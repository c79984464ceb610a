//! Incremental UTF-8 decoding for chunked response bodies.

/// Decodes a byte stream into text one chunk at a time.
///
/// A multi-byte sequence split across chunk boundaries is held back until the
/// rest of it arrives. Invalid sequences decode to U+FFFD.
#[derive(Debug, Default)]
pub struct Utf8StreamDecoder {
    pending: Vec<u8>,
}

impl Utf8StreamDecoder {
    pub fn new() -> Self {
        Self::default()
    }

    /// Decode the next chunk, returning all text that is complete so far.
    pub fn decode(&mut self, chunk: &[u8]) -> String {
        self.pending.extend_from_slice(chunk);

        let mut out = String::new();
        let mut consumed = 0;

        loop {
            match std::str::from_utf8(&self.pending[consumed..]) {
                Ok(text) => {
                    out.push_str(text);
                    consumed = self.pending.len();
                    break;
                }
                Err(e) => {
                    let valid_end = consumed + e.valid_up_to();
                    // valid_up_to() guarantees this range is UTF-8.
                    out.push_str(&String::from_utf8_lossy(&self.pending[consumed..valid_end]));
                    match e.error_len() {
                        Some(len) => {
                            out.push(char::REPLACEMENT_CHARACTER);
                            consumed = valid_end + len;
                        }
                        None => {
                            // Incomplete sequence at the end: wait for more bytes.
                            consumed = valid_end;
                            break;
                        }
                    }
                }
            }
        }

        self.pending.drain(..consumed);
        out
    }

    /// Flush whatever is still held back once the stream has ended.
    pub fn finish(&mut self) -> String {
        let rest = String::from_utf8_lossy(&self.pending).into_owned();
        self.pending.clear();
        rest
    }

    /// Whether a partial sequence is waiting for more bytes.
    pub fn has_pending(&self) -> bool {
        !self.pending.is_empty()
    }
}

#[cfg(test)]
mod tests {
    use super::*;

    #[test]
    fn test_ascii_passthrough() {
        let mut decoder = Utf8StreamDecoder::new();
        assert_eq!(decoder.decode(b"Hel"), "Hel");
        assert_eq!(decoder.decode(b"lo"), "lo");
        assert!(!decoder.has_pending());
    }

    #[test]
    fn test_split_multibyte_sequence() {
        let bytes = "héllo ⚙️".as_bytes();
        let mut decoder = Utf8StreamDecoder::new();
        let mut text = String::new();
        for b in bytes {
            text.push_str(&decoder.decode(std::slice::from_ref(b)));
        }
        text.push_str(&decoder.finish());
        assert_eq!(text, "héllo ⚙️");
    }

    #[test]
    fn test_partial_sequence_is_held_back() {
        let euro = "€".as_bytes();
        let mut decoder = Utf8StreamDecoder::new();
        assert_eq!(decoder.decode(&euro[..2]), "");
        assert!(decoder.has_pending());
        assert_eq!(decoder.decode(&euro[2..]), "€");
        assert!(!decoder.has_pending());
    }

    #[test]
    fn test_invalid_bytes_are_replaced() {
        let mut decoder = Utf8StreamDecoder::new();
        assert_eq!(decoder.decode(b"a\xffb"), "a\u{fffd}b");
    }

    #[test]
    fn test_finish_flushes_truncated_sequence() {
        let mut decoder = Utf8StreamDecoder::new();
        assert_eq!(decoder.decode(&"é".as_bytes()[..1]), "");
        assert_eq!(decoder.finish(), "\u{fffd}");
        assert!(!decoder.has_pending());
    }
}
use std::path::{Path, PathBuf};

use ac_core::{HtmlTheme, DEFAULT_ACCENT};
use ac_client::DEFAULT_CHAT_PATH;
use anyhow::{Context, Result};
use figment::providers::{Env, Format, Serialized, Toml};
use figment::Figment;
use serde::{Deserialize, Serialize};

const DEFAULT_BASE_URL: &str = "http://127.0.0.1:5000";

#[derive(Debug, Clone, Serialize, Deserialize)]
pub struct Config {
    /// Server the chat endpoint lives on
    #[serde(default = "default_base_url")]
    pub base_url: String,

    /// Path of the chat endpoint on that server
    #[serde(default = "default_chat_path")]
    pub chat_path: String,

    /// Accent color for headers, code and links (#rgb or #rrggbb)
    #[serde(default = "default_accent")]
    pub accent_color: String,

    /// Example prompts offered by `/examples`
    #[serde(default)]
    pub examples: Vec<String>,

    /// Write the conversation as an HTML page here on exit (supports $HOME, ~)
    #[serde(default, skip_serializing_if = "Option::is_none")]
    pub transcript: Option<String>,
}

fn default_base_url() -> String {
    DEFAULT_BASE_URL.to_string()
}

fn default_chat_path() -> String {
    DEFAULT_CHAT_PATH.to_string()
}

fn default_accent() -> String {
    DEFAULT_ACCENT.to_string()
}

impl Default for Config {
    fn default() -> Self {
        Self {
            base_url: default_base_url(),
            chat_path: default_chat_path(),
            accent_color: default_accent(),
            examples: Vec::new(),
            transcript: None,
        }
    }
}

/// Expand environment variables in a path string
/// Supports: $VAR, ${VAR}, ~
pub fn expand_path(path: &str) -> PathBuf {
    let mut result = path.to_string();

    if result.starts_with("~/") {
        if let Some(home) = dirs::home_dir() {
            result = format!("{}{}", home.display(), &result[1..]);
        }
    } else if result == "~" {
        if let Some(home) = dirs::home_dir() {
            return home;
        }
    }

    let re = regex::Regex::new(r"\$\{?([A-Za-z_][A-Za-z0-9_]*)\}?").unwrap();
    let expanded = re.replace_all(&result, |caps: &regex::Captures| {
        let var_name = &caps[1];
        std::env::var(var_name).unwrap_or_else(|_| caps[0].to_string())
    });

    PathBuf::from(expanded.to_string())
}

impl Config {
    /// Load defaults, then the user config file, then `explicit`, then `AC_*`
    /// environment variables. Later sources win.
    pub fn load(explicit: Option<&Path>) -> Result<Self> {
        if let Some(path) = explicit {
            if !path.exists() {
                anyhow::bail!("Config file not found: {}", path.display());
            }
        }

        let user_config = Self::config_path().ok().filter(|p| p.exists());
        Self::figment(user_config.as_deref(), explicit)
            .extract()
            .context("Invalid configuration")
    }

    pub fn figment(user_config: Option<&Path>, explicit: Option<&Path>) -> Figment {
        let mut figment = Figment::from(Serialized::defaults(Config::default()));
        if let Some(path) = user_config {
            figment = figment.merge(Toml::file(path));
        }
        if let Some(path) = explicit {
            figment = figment.merge(Toml::file(path));
        }
        figment.merge(Env::prefixed("AC_"))
    }

    pub fn config_path() -> Result<PathBuf> {
        let config_dir = dirs::config_dir()
            .ok_or_else(|| anyhow::anyhow!("Could not determine config directory"))?;
        Ok(config_dir.join("ac").join("config.toml"))
    }

    pub fn theme(&self) -> Result<HtmlTheme> {
        HtmlTheme::new(self.accent_color.as_str()).context("Invalid accent_color")
    }

    pub fn transcript_path(&self) -> Option<PathBuf> {
        self.transcript.as_deref().map(expand_path)
    }
}
//! Test utilities shared across the workspace.
//! Only compiled when running tests or with the `testing` feature.

use std::collections::VecDeque;
use std::sync::{Arc, Mutex};

use async_trait::async_trait;

use crate::error::Error;
use crate::message::ChatRequest;
use crate::transport::{ChatResponse, ChatTransport};
use crate::view::{BubbleId, ChatView};

enum Scripted {
    Failure { status: u16, body: Vec<u8> },
    Stream(Vec<Result<Vec<u8>, Error>>),
    Error(Error),
    Pending,
}

#[derive(Default)]
struct MockState {
    replies: VecDeque<Scripted>,
    captured_requests: Vec<ChatRequest>,
}

/// A transport that returns pre-configured replies in FIFO order.
///
/// Clones share the same queue, so a test can keep a handle after boxing one
/// into a controller.
#[derive(Clone, Default)]
pub struct MockTransport {
    state: Arc<Mutex<MockState>>,
}

impl MockTransport {
    pub fn new() -> Self {
        Self::default()
    }

    fn push(&self, reply: Scripted) {
        self.state.lock().unwrap().replies.push_back(reply);
    }

    /// Queue a successful reply streamed as the given text chunks.
    pub fn queue_stream<I, S>(&self, chunks: I)
    where
        I: IntoIterator<Item = S>,
        S: AsRef<str>,
    {
        let chunks = chunks
            .into_iter()
            .map(|c| Ok(c.as_ref().as_bytes().to_vec()))
            .collect();
        self.push(Scripted::Stream(chunks));
    }

    /// Queue a successful reply streamed as raw byte chunks.
    pub fn queue_byte_stream(&self, chunks: Vec<Vec<u8>>) {
        self.push(Scripted::Stream(chunks.into_iter().map(Ok).collect()));
    }

    /// Queue a reply that streams some text chunks and then fails.
    pub fn queue_broken_stream<I, S>(&self, chunks: I, error: Error)
    where
        I: IntoIterator<Item = S>,
        S: AsRef<str>,
    {
        let mut items: Vec<Result<Vec<u8>, Error>> = chunks
            .into_iter()
            .map(|c| Ok(c.as_ref().as_bytes().to_vec()))
            .collect();
        items.push(Err(error));
        self.push(Scripted::Stream(items));
    }

    /// Queue a non-2xx response.
    pub fn queue_failure(&self, status: u16, body: &[u8]) {
        self.push(Scripted::Failure {
            status,
            body: body.to_vec(),
        });
    }

    /// Queue a request that never completes.
    pub fn queue_error(&self, error: Error) {
        self.push(Scripted::Error(error));
    }

    /// Queue a request whose response never arrives.
    pub fn queue_pending(&self) {
        self.push(Scripted::Pending);
    }

    pub fn request_count(&self) -> usize {
        self.state.lock().unwrap().captured_requests.len()
    }

    pub fn captured_requests(&self) -> Vec<ChatRequest> {
        self.state.lock().unwrap().captured_requests.clone()
    }
}

#[async_trait]
impl ChatTransport for MockTransport {
    async fn send(&self, request: &ChatRequest) -> Result<ChatResponse, Error> {
        let reply = {
            let mut state = self.state.lock().unwrap();
            state.captured_requests.push(request.clone());
            state.replies.pop_front()
        };
        match reply {
            Some(Scripted::Failure { status, body }) => Ok(ChatResponse::Failure { status, body }),
            Some(Scripted::Stream(items)) => {
                Ok(ChatResponse::Stream(Box::pin(futures::stream::iter(items))))
            }
            Some(Scripted::Error(error)) => Err(error),
            Some(Scripted::Pending) => futures::future::pending().await,
            None => Err(Error::network("No mock reply queued")),
        }
    }
}

/// Every mutation a [`RecordingView`] has seen, in order.
#[derive(Debug, Clone, PartialEq, Eq)]
pub enum ViewOp {
    AppendUser(String),
    AppendBot(BubbleId, String),
    ReplaceBubble(BubbleId, String),
    ShowTyping,
    RemoveTyping,
    Scroll,
    SetInput(String),
    Focus,
    SetSendEnabled(bool),
}

/// A view that records operations and keeps the resulting state.
#[derive(Debug, Clone)]
pub struct RecordingView {
    pub ops: Vec<ViewOp>,
    pub user_bubbles: Vec<String>,
    /// Current HTML of every bot bubble, indexed by `BubbleId`.
    pub bot_bubbles: Vec<String>,
    pub typing: bool,
    pub input: String,
    pub focused: bool,
    pub send_enabled: bool,
}

impl RecordingView {
    pub fn new() -> Self {
        Self {
            ops: Vec::new(),
            user_bubbles: Vec::new(),
            bot_bubbles: Vec::new(),
            typing: false,
            input: String::new(),
            focused: false,
            send_enabled: true,
        }
    }
}

impl Default for RecordingView {
    fn default() -> Self {
        Self::new()
    }
}

impl ChatView for RecordingView {
    fn append_user_bubble(&mut self, text: &str) {
        self.ops.push(ViewOp::AppendUser(text.to_string()));
        self.user_bubbles.push(text.to_string());
    }

    fn append_bot_bubble(&mut self, html: &str) -> BubbleId {
        let id = BubbleId(self.bot_bubbles.len());
        self.ops.push(ViewOp::AppendBot(id, html.to_string()));
        self.bot_bubbles.push(html.to_string());
        id
    }

    fn replace_bubble(&mut self, id: BubbleId, html: &str) {
        self.ops.push(ViewOp::ReplaceBubble(id, html.to_string()));
        if let Some(bubble) = self.bot_bubbles.get_mut(id.0) {
            *bubble = html.to_string();
        }
    }

    fn show_typing(&mut self) {
        self.ops.push(ViewOp::ShowTyping);
        self.typing = true;
    }

    fn remove_typing(&mut self) {
        self.ops.push(ViewOp::RemoveTyping);
        self.typing = false;
    }

    fn scroll_to_latest(&mut self) {
        self.ops.push(ViewOp::Scroll);
    }

    fn input_text(&self) -> String {
        self.input.clone()
    }

    fn set_input_text(&mut self, text: &str) {
        self.ops.push(ViewOp::SetInput(text.to_string()));
        self.input = text.to_string();
    }

    fn focus_input(&mut self) {
        self.ops.push(ViewOp::Focus);
        self.focused = true;
    }

    fn set_send_enabled(&mut self, enabled: bool) {
        self.ops.push(ViewOp::SetSendEnabled(enabled));
        self.send_enabled = enabled;
    }
}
● ● ●
__WHAT TO DO__:
Return each line of the records above in which the word "arrives" occurs.

__SOLVED EXERCISE__:
/// rest of it arrives. Invalid sequences decode to U+FFFD.
    /// Queue a request whose response never arrives.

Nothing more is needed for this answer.